What the task requires: Count how many lines hold "reindex" in the records, and respond with that number by itself.

Supplied entries:
[Start of Attachment]

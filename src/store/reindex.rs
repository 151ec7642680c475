//! store/reindex — перестройка bucket-таблицы и data-index под новое число
//! бакетов.
//!
//! План (байты двигаются bulk-сдвигами, данные блоков не переписываются):
//! 1) посчитать размеры свежей таблицы и индекса под live-записи;
//! 2) нарастить файл и увести старый data-index (и данные) из-под региона
//!    новой таблицы: [hdr][new_table][new_index][old_index copy][data];
//! 3) пройти копию старого индекса, живые записи вставить в новый регион
//!    той же одиночной shift-вставкой, что и commit (таблица — in-memory);
//! 4) придвинуть данные вплотную к новому региону, усечь файл на размер
//!    копии старого индекса.
//! Отображение «ключ -> data-блок» не меняется: меняются только бакеты и
//! позиции записей индекса. Триггер — внешний (load factor, см. лестницу
//! next_bucket_count).

use anyhow::Result;
use log::info;

use crate::consts::FINGERPRINT_LEN;
use crate::errors::StoreError;
use crate::hash::index_bucket;
use crate::index;
use crate::layout::{bucket_table_start, index_start};

use super::commit::shift_insert;
use super::core::Store;

impl Store {
    /// Перестроить индекс под new_n_buckets. Pending-записи складываются
    /// внутренним commit до начала перестройки.
    pub fn reindex(&mut self, new_n_buckets: u32) -> Result<()> {
        if new_n_buckets == 0 {
            return Err(StoreError::Format("n_buckets must be > 0".to_string()).into());
        }
        self.commit()?;

        let nbf = self.header.n_bytes_file;
        let esz = self.entry_size();
        let old_index_start = index_start(self.header.n_buckets);
        let old_data_pos = self.data_pos;
        let s_old = old_data_pos - old_index_start;
        let data_len = self.file.len() - old_data_pos;

        // живые записи старого индекса
        let live = self.n_keys();
        let s_new = live * esz;
        let new_index_start = index_start(new_n_buckets);
        let scratch_pos = new_index_start + s_new; // будущий data_pos
        if scratch_pos > u32::MAX as u64 {
            return Err(StoreError::Capacity(format!(
                "new data_pos {} exceeds 4-byte bucket offsets",
                scratch_pos
            ))
            .into());
        }

        // -------- шаг 2: освободить место и увести старый индекс --------
        let needed = scratch_pos + s_old + data_len;
        if needed > self.file.len() {
            self.file.grow(needed - self.file.len())?;
        }
        if scratch_pos + s_old >= old_data_pos {
            // данные вперёд, затем копия старого индекса в зазор перед ними
            self.file
                .move_within(old_data_pos, data_len, scratch_pos + s_old)?;
            self.file.move_within(old_index_start, s_old, scratch_pos)?;
        } else {
            // сжатие: сперва копия индекса (ложится ниже данных), потом данные
            self.file.move_within(old_index_start, s_old, scratch_pos)?;
            self.file
                .move_within(old_data_pos, data_len, scratch_pos + s_old)?;
        }

        // -------- шаг 3: пустая таблица + пере-вставка живых записей --------
        let mut offsets = vec![new_index_start as u32; new_n_buckets as usize + 1];
        let mut frontier = new_index_start;
        let n_entries = s_old / esz;
        for i in 0..n_entries {
            let entry_off = scratch_pos + i * esz;
            let (fp, rel) = {
                let image = self.file.as_slice();
                let mut fp = [0u8; FINGERPRINT_LEN];
                fp.copy_from_slice(
                    &image[entry_off as usize..entry_off as usize + FINGERPRINT_LEN],
                );
                (fp, index::entry_rel_pos(image, entry_off, nbf))
            };
            if rel == 0 {
                continue; // tombstone старого индекса не переносится
            }
            let bucket = index_bucket(&fp, new_n_buckets);
            shift_insert(
                &mut self.file,
                &mut offsets,
                &mut frontier,
                bucket,
                &fp,
                rel,
                nbf,
            )?;
        }
        debug_assert_eq!(frontier, scratch_pos);

        // -------- шаг 4: данные на место, усечение, заголовок --------
        self.file
            .move_within(scratch_pos + s_old, data_len, scratch_pos)?;
        self.file.truncate(scratch_pos + data_len)?;

        let old_n = self.header.n_buckets;
        self.header.n_buckets = new_n_buckets;
        self.write_header()?;
        self.file
            .write_at(bucket_table_start(), &index::encode_bucket_table(&offsets))?;
        self.data_pos = scratch_pos;
        self.committed_len = self.file.len();
        self.file.flush()?;

        info!(
            "reindex: {} -> {} buckets, {} live entries, data_pos {}",
            old_n, new_n_buckets, live, scratch_pos
        );
        Ok(())
    }
}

[End of Attachment]

Result of this exercise: 4